Using modified laws of gravity, researchers from Case Western Reserve University and Weizmann Institute of Science closely predicted a key property measured in faint dwarf galaxies that are satellites of the nearby giant spiral galaxy Andromeda.
The predicted property in this study is the velocity dispersion, which is the average velocity of objects within a galaxy relative to each other. Astronomers can use velocity dispersion to determine the accelerations of objects within the galaxy and, roughly, the mass of a galaxy, and vice-versa.
To calculate the velocity dispersion for each dwarf galaxy, the researchers utilized Modified Newtonian Dynamics, MOND for short, which is a hypothesis that attempts to resolve what appears to be an insufficient amount of mass in galaxies needed to support their orbital speeds.
MOND suggests that, under a certain condition, Newton’s law of gravity must be altered. That hypothesis is less widely accepted than the hypothesis that all galaxies contain unseen dark matter that provides needed mass.
“MOND comes out surprisingly well in this new test,” said Stacy McGaugh, astronomy professor at Case Western Reserve. “If we’re right about dark matter, this shouldn’t happen.”
McGaugh teamed with Mordehai Milgrom, the father of MOND and professor of physics and astrophysics at Weizmann Institute in Israel. Their study, “Andromeda Dwarfs in the Light of MOND” will be published in the Astrophysical Journal, and is posted on the electronic preprint archive, available at arxiv.org/abs/1301.0822.

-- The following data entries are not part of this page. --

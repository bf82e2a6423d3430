//! Response sink shared between a listener and the HTTP layer.
//!
//! A [`ResponseWriter`] is the listener's end of one in-flight HTTP response:
//! it buffers headers until the first write, then streams body chunks. The
//! matching [`PendingResponse`] is held by the HTTP handler, which waits for
//! the head and turns the body into whatever its server framework expects.
//!
//! Dropping the [`PendingResponse`] (or the [`ResponseBody`] it becomes) is
//! how the HTTP layer reports that the client went away; the listener learns
//! about it through a [`CloseNotifier`].

use crate::SessionError;
use bytes::Bytes;
use futures::Stream;
use std::pin::Pin;
use std::task::{Context, Poll};
use tokio::sync::{mpsc, oneshot};

/// Status line and headers of a response
#[derive(Debug, Clone, PartialEq, Eq)]
pub struct ResponseHead {
    /// HTTP status code
    pub status: u16,
    /// Header name/value pairs in insertion order
    pub headers: Vec<(String, String)>,
}

impl ResponseHead {
    /// Look up a header value by case-insensitive name
    pub fn header(&self, name: &str) -> Option<&str> {
        self.headers
            .iter()
            .find(|(k, _)| k.eq_ignore_ascii_case(name))
            .map(|(_, v)| v.as_str())
    }
}

impl Default for ResponseHead {
    fn default() -> Self {
        Self {
            status: 200,
            headers: Vec::new(),
        }
    }
}

/// Create a connected writer/pending pair for one HTTP response
pub fn response_channel() -> (ResponseWriter, PendingResponse) {
    let (head_tx, head_rx) = oneshot::channel();
    let (body_tx, body_rx) = mpsc::unbounded_channel();
    let (gone_tx, gone_rx) = oneshot::channel();

    let writer = ResponseWriter {
        head: ResponseHead::default(),
        head_tx: Some(head_tx),
        body_tx: Some(body_tx),
        gone_tx: Some(gone_tx),
    };
    let pending = PendingResponse {
        head_rx,
        body: ResponseBody {
            body_rx,
            _gone_rx: gone_rx,
        },
    };

    (writer, pending)
}

/// Writing half of an in-flight response
#[derive(Debug)]
pub struct ResponseWriter {
    head: ResponseHead,
    head_tx: Option<oneshot::Sender<ResponseHead>>,
    body_tx: Option<mpsc::UnboundedSender<Bytes>>,
    gone_tx: Option<oneshot::Sender<()>>,
}

impl ResponseWriter {
    /// Set the status code; ignored once the head is written
    pub fn set_status(&mut self, status: u16) {
        self.head.status = status;
    }

    /// Add a header; ignored once the head is written
    pub fn put_header(&mut self, name: impl Into<String>, value: impl Into<String>) {
        self.head.headers.push((name.into(), value.into()));
    }

    /// Whether the head has been handed to the HTTP layer
    pub fn head_written(&self) -> bool {
        self.head_tx.is_none()
    }

    /// Whether [`end`](Self::end) has been called
    pub fn is_ended(&self) -> bool {
        self.body_tx.is_none()
    }

    /// Write a body chunk, sending the head first if needed
    pub fn write(&mut self, chunk: impl Into<Bytes>) -> Result<(), SessionError> {
        self.write_head()?;
        let body_tx = self.body_tx.as_ref().ok_or(SessionError::ResponseClosed)?;
        body_tx
            .send(chunk.into())
            .map_err(|_| SessionError::ResponseClosed)
    }

    /// Finish the response. Idempotent.
    pub fn end(&mut self) {
        let _ = self.write_head();
        self.body_tx.take();
    }

    /// Take the one-shot notifier that fires when the client goes away
    pub fn take_close_notifier(&mut self) -> Option<CloseNotifier> {
        self.gone_tx.take().map(CloseNotifier)
    }

    fn write_head(&mut self) -> Result<(), SessionError> {
        if let Some(head_tx) = self.head_tx.take() {
            let head = std::mem::take(&mut self.head);
            head_tx.send(head).map_err(|_| SessionError::ResponseClosed)?;
        }
        Ok(())
    }
}

/// Resolves once the HTTP layer dropped its side of the response
#[derive(Debug)]
pub struct CloseNotifier(oneshot::Sender<()>);

impl CloseNotifier {
    /// Wait until the client side of the response is gone
    pub async fn closed(mut self) {
        self.0.closed().await
    }
}

/// HTTP layer's half of an in-flight response
#[derive(Debug)]
pub struct PendingResponse {
    head_rx: oneshot::Receiver<ResponseHead>,
    body: ResponseBody,
}

impl PendingResponse {
    /// Wait for the head, then hand back the body stream.
    ///
    /// A writer that is dropped without writing anything yields an empty
    /// `200` response.
    pub async fn into_parts(self) -> (ResponseHead, ResponseBody) {
        let head = self.head_rx.await.unwrap_or_default();
        (head, self.body)
    }
}

/// Body chunks of a response, ending when the writer ends
#[derive(Debug)]
pub struct ResponseBody {
    body_rx: mpsc::UnboundedReceiver<Bytes>,
    _gone_rx: oneshot::Receiver<()>,
}

impl ResponseBody {
    /// Receive the next chunk
    pub async fn next_chunk(&mut self) -> Option<Bytes> {
        self.body_rx.recv().await
    }

    /// Collect the remaining body as UTF-8 text
    pub async fn read_to_string(mut self) -> String {
        let mut out = Vec::new();
        while let Some(chunk) = self.body_rx.recv().await {
            out.extend_from_slice(&chunk);
        }
        String::from_utf8_lossy(&out).into_owned()
    }
}

impl Stream for ResponseBody {
    type Item = Bytes;

    fn poll_next(mut self: Pin<&mut Self>, cx: &mut Context<'_>) -> Poll<Option<Bytes>> {
        self.body_rx.poll_recv(cx)
    }
}

#[cfg(test)]
mod tests {
    use super::*;

    #[tokio::test]
    async fn test_head_then_body() {
        let (mut writer, pending) = response_channel();
        writer.put_header("Content-Type", "text/plain");
        writer.write("one").unwrap();
        writer.write("two").unwrap();
        writer.end();

        let (head, body) = pending.into_parts().await;
        assert_eq!(head.status, 200);
        assert_eq!(head.header("content-type"), Some("text/plain"));
        assert_eq!(body.read_to_string().await, "onetwo");
    }

    #[tokio::test]
    async fn test_end_without_writes_is_empty_response() {
        let (mut writer, pending) = response_channel();
        writer.end();
        writer.end();

        let (head, body) = pending.into_parts().await;
        assert_eq!(head, ResponseHead::default());
        assert_eq!(body.read_to_string().await, "");
    }

    #[tokio::test]
    async fn test_write_after_client_gone_fails() {
        let (mut writer, pending) = response_channel();
        let notifier = writer.take_close_notifier().unwrap();
        drop(pending);

        notifier.closed().await;
        assert_eq!(writer.write("late"), Err(SessionError::ResponseClosed));
    }

    #[tokio::test]
    async fn test_headers_frozen_after_first_write() {
        let (mut writer, pending) = response_channel();
        writer.put_header("X-First", "1");
        writer.write("x").unwrap();
        writer.put_header("X-Late", "2");
        writer.end();

        let (head, _) = pending.into_parts().await;
        assert_eq!(head.header("X-First"), Some("1"));
        assert_eq!(head.header("X-Late"), None);
    }
}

Astronomers and physicists need some way to explain why galaxies rotate faster than predicted by the law of gravity without flying apart. That spurred researchers to theorize that dark matter, first assumed by Dutch astronomer Jan Oort in 1932, is gathered in and around galaxies, adding the mass needed to hold galaxies together.
Dissatisfied with that hypothesis, Milgrom offered MOND, which says that Newton’s force law must be tweaked at low acceleration, 11 orders of magnitude lower than what we feel on the surface of the Earth. Acceleration above that threshold is linearly proportional to the force of gravity—as Newton’s law states—but below the threshold, is not, he posits. When the force law is tweaked under that limitation, the modification can resolve the mass discrepancy.
Early in his career, McGaugh believed in dark matter. But, over time, he’s found the hypothesis comes up short in a number of aspects while he’s found increasing evidence that supports MOND.
In this paper, researchers tested MOND with dwarf spheroidal galaxies. These very low-surface brightness galaxies are satellites of larger galaxies. By the standards of galaxies they are tiny, containing only a few hundred thousand stars.
“These dwarfs are spread exceedingly thin. Their light is spread over hundreds to thousands of light-years. These systems pose a strong test of MOND because their low stellar density predicts low accelerations,” McGaugh said.
McGaugh and Milgrom used the luminosity of the galaxies, an indicator of stellar mass, and MOND to make their calculations and predict the velocity dispersions of 17 faint galaxies. In 16 cases, the predictions closely matched the velocity dispersions measured by others. In the last case, the data from independent observers differed from one another.
“Many predictions were bang on,” McGaugh said. “Typically, the better the data, the better the agreement.”
The scientists also used MOND to predict velocity dispersions for 10 more faint dwarf galaxies in Andromeda. They are awaiting measurements to refute or verify this prediction.
McGaugh’s work was supported in part by NSF grant AST0908370.